Work item: Go through the data underneath and report how many lines hold the string "warn", giving only the number.
· · · · · · ·
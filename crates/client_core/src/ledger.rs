//! Ledger Record Fetcher: one `sui_getTransactionBlock` round trip per call.

use async_trait::async_trait;
use reqwest::Client;
use shared::{
    domain::TransactionDigest,
    protocol::{JsonRpcRequest, JsonRpcResponse, INVALID_PARAMS_CODE},
    record::TransactionRecord,
};
use tracing::{debug, warn};

use crate::error::ExplainError;

#[async_trait]
pub trait LedgerSource: Send + Sync {
    async fn fetch_record(
        &self,
        digest: &TransactionDigest,
    ) -> Result<TransactionRecord, ExplainError>;
}

/// Talks to a Sui full node, or to a relay that forwards to one.
pub struct LedgerClient {
    http: Client,
    rpc_url: String,
}

impl LedgerClient {
    pub fn new(rpc_url: impl Into<String>) -> Self {
        Self::with_client(Client::new(), rpc_url)
    }

    pub fn with_client(http: Client, rpc_url: impl Into<String>) -> Self {
        Self {
            http,
            rpc_url: rpc_url.into(),
        }
    }

    pub fn rpc_url(&self) -> &str {
        &self.rpc_url
    }
}

#[async_trait]
impl LedgerSource for LedgerClient {
    async fn fetch_record(
        &self,
        digest: &TransactionDigest,
    ) -> Result<TransactionRecord, ExplainError> {
        debug!(%digest, rpc_url = %self.rpc_url, "fetching transaction block");
        let res = self
            .http
            .post(&self.rpc_url)
            .json(&JsonRpcRequest::get_transaction(digest))
            .send()
            .await
            .map_err(|err| {
                warn!(%digest, error = %err, "ledger request failed");
                ExplainError::from(err)
            })?;

        let status = res.status();
        if !status.is_success() {
            warn!(%digest, status = status.as_u16(), "ledger node answered with error status");
            return Err(ExplainError::network(
                Some(status.as_u16()),
                status.canonical_reason().unwrap_or("request failed"),
            ));
        }

        let body = res.bytes().await?;
        let envelope: JsonRpcResponse = serde_json::from_slice(&body).map_err(|err| {
            ExplainError::remote(
                Some(status.as_u16()),
                format!("malformed ledger response: {err}"),
            )
        })?;
        interpret_response(envelope)
    }
}

/// Maps a decoded JSON-RPC envelope onto a record or one of the lookup errors.
pub fn interpret_response(envelope: JsonRpcResponse) -> Result<TransactionRecord, ExplainError> {
    if let Some(error) = envelope.error {
        if error.code == Some(INVALID_PARAMS_CODE) {
            return Err(ExplainError::InvalidIdentifierFormat);
        }
        let message = error
            .message
            .filter(|m| !m.trim().is_empty())
            .unwrap_or_else(|| "Failed to fetch transaction".to_string());
        return Err(ExplainError::remote(None, message));
    }

    match envelope.result {
        Some(result) if !result.is_null() => Ok(TransactionRecord::from_value(result)),
        _ => Err(ExplainError::NotFound),
    }
}

#[cfg(test)]
#[path = "tests/ledger_tests.rs"]
mod tests;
· · · · · · ·
Response to the task: 3